Originally Ucetia or Eutica in Latin, Uzès was a small Gallo-Roman oppidum, or administrative settlement. The town lies at the source of the Alzon river, at Fontaine d'Eure, from where a Roman aqueduct was built in the first century AD, to supply water to the city of Nîmes, 50 km away. The most famous stretch of the aqueduct is the Pont du Gard, now a UNESCO World Heritage Site, which carried fresh water over splendid arches across the Gardon river.

Jews were apparently settled there as early as the 5th century. Saint Ferréol, Bishop of Uzès, was said to have admitted them to his table.

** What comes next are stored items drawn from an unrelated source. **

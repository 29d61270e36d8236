use tpc_core::{ChaseProfile, Precision, ProductCodeProfile, TpcProfile};

use crate::FecError;
use crate::chase::ChaseParams;
use crate::decoder::ChasePyndiahDecoder;
use crate::hiho::PassThroughHiho;
use crate::interleaver::RowColumnInterleaver;
use crate::soft::{HardBit, SoftValue};

/// Decoder of the single-parity-check product code, the one product code the
/// crate can build from a profile alone.
pub type SpcProductDecoder<B, R> =
    ChasePyndiahDecoder<B, R, PassThroughHiho, PassThroughHiho, RowColumnInterleaver>;

pub fn chase_params<R: SoftValue>(chase: &ChaseProfile) -> Result<ChaseParams<R>, FecError> {
    let alpha = <R as num_traits::NumCast>::from(chase.alpha).ok_or(FecError::Precision {
        value: chase.alpha.to_string(),
    })?;

    Ok(ChaseParams {
        n_least_reliable_positions: usize::from(chase.n_least_reliable_positions),
        n_competitors: chase.resolved_competitors(),
        alpha,
        syndrome_fast_path: chase.syndrome_fast_path,
    })
}

#[must_use]
pub fn interleaver(code: &ProductCodeProfile) -> RowColumnInterleaver {
    RowColumnInterleaver::new(code.n_rows(), code.n_cols())
}

pub fn build_decoder<B: HardBit, R: SoftValue>(
    profile: &TpcProfile,
) -> Result<SpcProductDecoder<B, R>, FecError> {
    let code = &profile.code;
    for (name, component) in [("row.k", code.row), ("col.k", code.col)] {
        if component.k != component.n {
            return Err(FecError::invalid_argument(
                name,
                component.k,
                format!(
                    "only rate-one components (k = N = {}) are built from a profile; \
                     use ChasePyndiahDecoder::new with a ComponentDecoder otherwise",
                    component.n
                ),
            ));
        }
    }

    ChasePyndiahDecoder::new(
        usize::from(profile.chase.n_iterations),
        interleaver(code),
        PassThroughHiho::new(usize::from(code.row.n)),
        PassThroughHiho::new(usize::from(code.col.n)),
        chase_params(&profile.chase)?,
    )
}

/// Code that is generic over the hard-bit / soft-value pair.
pub trait PrecisionVisitor {
    type Output;

    fn visit<B: HardBit, R: SoftValue>(self) -> Self::Output;
}

/// Resolves `precision` once and runs `visitor` with the matching types.
pub fn with_precision<V: PrecisionVisitor>(precision: Precision, visitor: V) -> V::Output {
    match precision {
        Precision::Bits32 => visitor.visit::<u32, f32>(),
        Precision::Bits64 => visitor.visit::<u64, f64>(),
    }
}
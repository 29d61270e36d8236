#![cfg_attr(not(feature = "std"), no_std)]

use serde::{Deserialize, Serialize};

pub const DEFAULT_INFO_BITS: u16 = 8;
pub const DEFAULT_ITERATIONS: u8 = 4;
pub const DEFAULT_ALPHA: f32 = 0.5;
pub const DEFAULT_LEAST_RELIABLE_POSITIONS: u8 = 3;

/// Numeric width of the hard-bit / soft-value pair a decoder is instantiated with.
#[derive(Debug, Clone, Copy, PartialEq, Eq, Serialize, Deserialize)]
#[serde(rename_all = "lowercase")]
pub enum Precision {
    Bits32,
    Bits64,
}

impl Precision {
    #[must_use]
    pub fn bits(self) -> u32 {
        match self {
            Self::Bits32 => 32,
            Self::Bits64 => 64,
        }
    }

    #[must_use]
    pub fn from_bits(bits: u32) -> Option<Self> {
        match bits {
            32 => Some(Self::Bits32),
            64 => Some(Self::Bits64),
            _ => None,
        }
    }
}

/// What a decode call hands back to its caller.
#[derive(Debug, Clone, Copy, PartialEq, Eq, Serialize, Deserialize)]
#[serde(rename_all = "snake_case")]
pub enum OutputMode {
    /// Refined soft values over the whole block.
    Soft,
    /// Hard bits restricted to the `K_row * K_col` information bits.
    HardInfo,
    /// Hard bits over the whole block, parity included.
    HardCodeword,
}

impl OutputMode {
    #[must_use]
    pub fn is_terminal(self) -> bool {
        !matches!(self, Self::Soft)
    }
}

/// One dimension's component code: block length `n` and information length `k`.
#[derive(Debug, Clone, Copy, PartialEq, Eq, Serialize, Deserialize)]
pub struct ComponentProfile {
    pub n: u16,
    pub k: u16,
}

impl ComponentProfile {
    #[must_use]
    pub fn uncoded(n: u16) -> Self {
        Self { n, k: n }
    }

    #[must_use]
    pub fn redundancy(&self) -> u16 {
        self.n.saturating_sub(self.k)
    }
}

#[derive(Debug, Clone, Copy, PartialEq, Eq, Serialize, Deserialize)]
pub struct ProductCodeProfile {
    pub row: ComponentProfile,
    pub col: ComponentProfile,
    pub parity_extended: bool,
}

impl ProductCodeProfile {
    /// Positions per row, trailing parity bit included.
    #[must_use]
    pub fn n_cols(&self) -> usize {
        usize::from(self.row.n) + usize::from(self.parity_extended)
    }

    /// Positions per column, trailing parity bit included.
    #[must_use]
    pub fn n_rows(&self) -> usize {
        usize::from(self.col.n) + usize::from(self.parity_extended)
    }

    #[must_use]
    pub fn block_len(&self) -> usize {
        self.n_rows() * self.n_cols()
    }

    #[must_use]
    pub fn info_len(&self) -> usize {
        usize::from(self.row.k) * usize::from(self.col.k)
    }

    #[must_use]
    pub fn rate(&self) -> f32 {
        self.info_len() as f32 / self.block_len() as f32
    }
}

impl Default for ProductCodeProfile {
    fn default() -> Self {
        Self {
            row: ComponentProfile::uncoded(DEFAULT_INFO_BITS),
            col: ComponentProfile::uncoded(DEFAULT_INFO_BITS),
            parity_extended: true,
        }
    }
}

#[derive(Debug, Clone, Copy, PartialEq, Serialize, Deserialize)]
pub struct ChaseProfile {
    pub n_iterations: u8,
    pub alpha: f32,
    pub n_least_reliable_positions: u8,
    /// `None` keeps every test vector as a competitor.
    pub n_competitors: Option<u16>,
    #[serde(default)]
    pub syndrome_fast_path: bool,
}

impl ChaseProfile {
    #[must_use]
    pub fn n_test_vectors(&self) -> usize {
        1usize
            .checked_shl(u32::from(self.n_least_reliable_positions))
            .unwrap_or(usize::MAX)
    }

    #[must_use]
    pub fn resolved_competitors(&self) -> usize {
        self.n_competitors
            .map_or_else(|| self.n_test_vectors(), usize::from)
    }
}

impl Default for ChaseProfile {
    fn default() -> Self {
        Self {
            n_iterations: DEFAULT_ITERATIONS,
            alpha: DEFAULT_ALPHA,
            n_least_reliable_positions: DEFAULT_LEAST_RELIABLE_POSITIONS,
            n_competitors: None,
            syndrome_fast_path: false,
        }
    }
}

#[derive(Debug, Clone, Copy, PartialEq, Serialize, Deserialize)]
pub struct TpcProfile {
    pub code: ProductCodeProfile,
    pub chase: ChaseProfile,
    pub precision: Precision,
}

impl Default for TpcProfile {
    fn default() -> Self {
        Self {
            code: ProductCodeProfile::default(),
            chase: ChaseProfile::default(),
            precision: Precision::Bits32,
        }
    }
}
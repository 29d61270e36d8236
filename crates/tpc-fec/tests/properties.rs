//! Property tests for the Chase search building blocks and the interleaver.

use proptest::prelude::*;
use tpc_fec::soft::{compute_parity, hard_bit};
use tpc_fec::{ChaseParams, ChaseSearch, Interleaver, PassThroughHiho, RowColumnInterleaver};

/// Keeps the `2^p` candidate buffers small.
const MAX_P: usize = 8;

fn search(p: usize, n: usize, parity_extended: bool) -> ChaseSearch<u8, f32> {
    ChaseSearch::new(
        ChaseParams {
            n_least_reliable_positions: p,
            n_competitors: 1 << p,
            alpha: 0.5,
            syndrome_fast_path: false,
        },
        n,
        n,
        parity_extended,
    )
    .expect("valid parameters")
}

fn soft_lane(max_len: usize) -> impl Strategy<Value = Vec<f32>> {
    proptest::collection::vec(-8.0f32..8.0, 3..max_len)
}

proptest! {
    /// The retained positions are the `p` smallest magnitudes, earliest index first on ties.
    #[test]
    fn least_reliable_matches_brute_force(values in soft_lane(48), p_seed in 0usize..64) {
        let p = 1 + p_seed % (values.len() - 1).min(MAX_P);
        let mut s = search(p, values.len(), false);
        s.find_least_reliable_pos(&values);

        let mut order: Vec<usize> = (0..values.len()).collect();
        order.sort_by(|&a, &b| values[a].abs().partial_cmp(&values[b].abs()).unwrap());
        order.truncate(p);

        let kept = s.least_reliable();
        prop_assert_eq!(kept.len(), p);
        prop_assert!(kept.windows(2).all(|w| w[0].magnitude <= w[1].magnitude));
        let kept_idx: Vec<usize> = kept.iter().map(|slot| slot.index).collect();
        prop_assert_eq!(kept_idx, order);
    }

    /// Ties in magnitude are frequent on quantized inputs.
    #[test]
    fn least_reliable_on_quantized_input(raw in proptest::collection::vec(-3i8..=3, 4..32), p_seed in 0usize..8) {
        let values: Vec<f32> = raw.iter().map(|&v| f32::from(v)).collect();
        let p = 1 + p_seed % (values.len() - 1).min(MAX_P);
        let mut s = search(p, values.len(), false);
        s.find_least_reliable_pos(&values);

        let mut order: Vec<usize> = (0..values.len()).collect();
        order.sort_by(|&a, &b| values[a].abs().partial_cmp(&values[b].abs()).unwrap());
        order.truncate(p);

        let kept_idx: Vec<usize> = s.least_reliable().iter().map(|slot| slot.index).collect();
        prop_assert_eq!(kept_idx, order);
    }

    #[test]
    fn candidates_metrics_and_ranking(
        values in soft_lane(14),
        p_seed in 0usize..16,
        parity_extended in any::<bool>(),
    ) {
        let n = values.len() - usize::from(parity_extended);
        prop_assume!(n >= 2);
        let p = 1 + p_seed % (n - 1).min(5);
        let hiho = PassThroughHiho::new(n);
        let mut s = search(p, n, parity_extended);

        prop_assert!(!s.decode_chase(&values, &hiho));
        prop_assert_eq!(s.n_test_vectors(), 1 << p);
        prop_assert_eq!(s.competitors().len(), 1 << p);

        for c in 0..s.n_test_vectors() {
            let cw = s.candidate(c);
            prop_assert_eq!(cw.len(), values.len());
            if parity_extended {
                prop_assert_eq!(cw[n], compute_parity(&cw[..n]));
            }
            for (i, slot) in s.least_reliable().iter().enumerate() {
                prop_assert_eq!(cw[slot.index], u8::from((c >> i) & 1 == 1));
            }

            let expected: f32 = values
                .iter()
                .zip(cw)
                .filter(|&(&r, &b)| hard_bit::<u8, f32>(r) != b)
                .map(|(r, _)| r.abs())
                .sum();
            prop_assert!((s.metric(c) - expected).abs() <= 1e-4 * (1.0 + expected));
        }

        let ranked = s.competitors();
        let best = ranked[0].metric;
        prop_assert!(ranked.iter().all(|comp| best <= comp.metric));
        for w in ranked.windows(2) {
            prop_assert!(w[0].metric <= w[1].metric);
            if w[0].metric == w[1].metric {
                prop_assert!(w[0].candidate < w[1].candidate);
            }
        }

        let mut seen: Vec<usize> = ranked.iter().map(|comp| comp.candidate).collect();
        seen.sort_unstable();
        prop_assert_eq!(seen, (0..1 << p).collect::<Vec<_>>());
        prop_assert_eq!(s.decided_word(), s.candidate(ranked[0].candidate));
    }

    #[test]
    fn deinterleave_inverts_interleave(
        n_rows in 1usize..12,
        n_cols in 1usize..12,
        seed in proptest::collection::vec(-100.0f64..100.0, 144),
    ) {
        let pi = RowColumnInterleaver::new(n_rows, n_cols);
        let src = &seed[..pi.size()];
        let mut mid = vec![0.0; pi.size()];
        let mut back = vec![0.0; pi.size()];
        pi.interleave(src, &mut mid);
        pi.deinterleave(&mid, &mut back);
        prop_assert_eq!(&back[..], src);

        // and the other way round
        pi.deinterleave(src, &mut mid);
        pi.interleave(&mid, &mut back);
        prop_assert_eq!(&back[..], src);
    }
}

Complaints were made of him to King Childebert I for this issue, whereupon the bishop was required to turn against them, expelling those Jews from Uzès who would not convert to Christianity. After his death (581), many of the converts who had been baptised returned to Judaism. In 614 the Christian government expelled Jews from the region.

In early 8th century, Uzès was a fortified civitas and bishopric under the Archbishop of Narbonne. During the Umayyad conquest of Gothic Septimania, Uzès became the northernmost stronghold of Muslim Spain circa 725. Charles Martel laid siege to the stronghold in 736, but it remained in Gothic-Andalusian hands up to 752. That year counts loyal to Ansemund of Nîmes ceded numerous of strongholds to the Frankish Pepin the Short. In 753 the stronghold rebelled against the Franks after Ansemund's assassination, but the uprising was suppressed and a Frankish trustee of Pepin imposed.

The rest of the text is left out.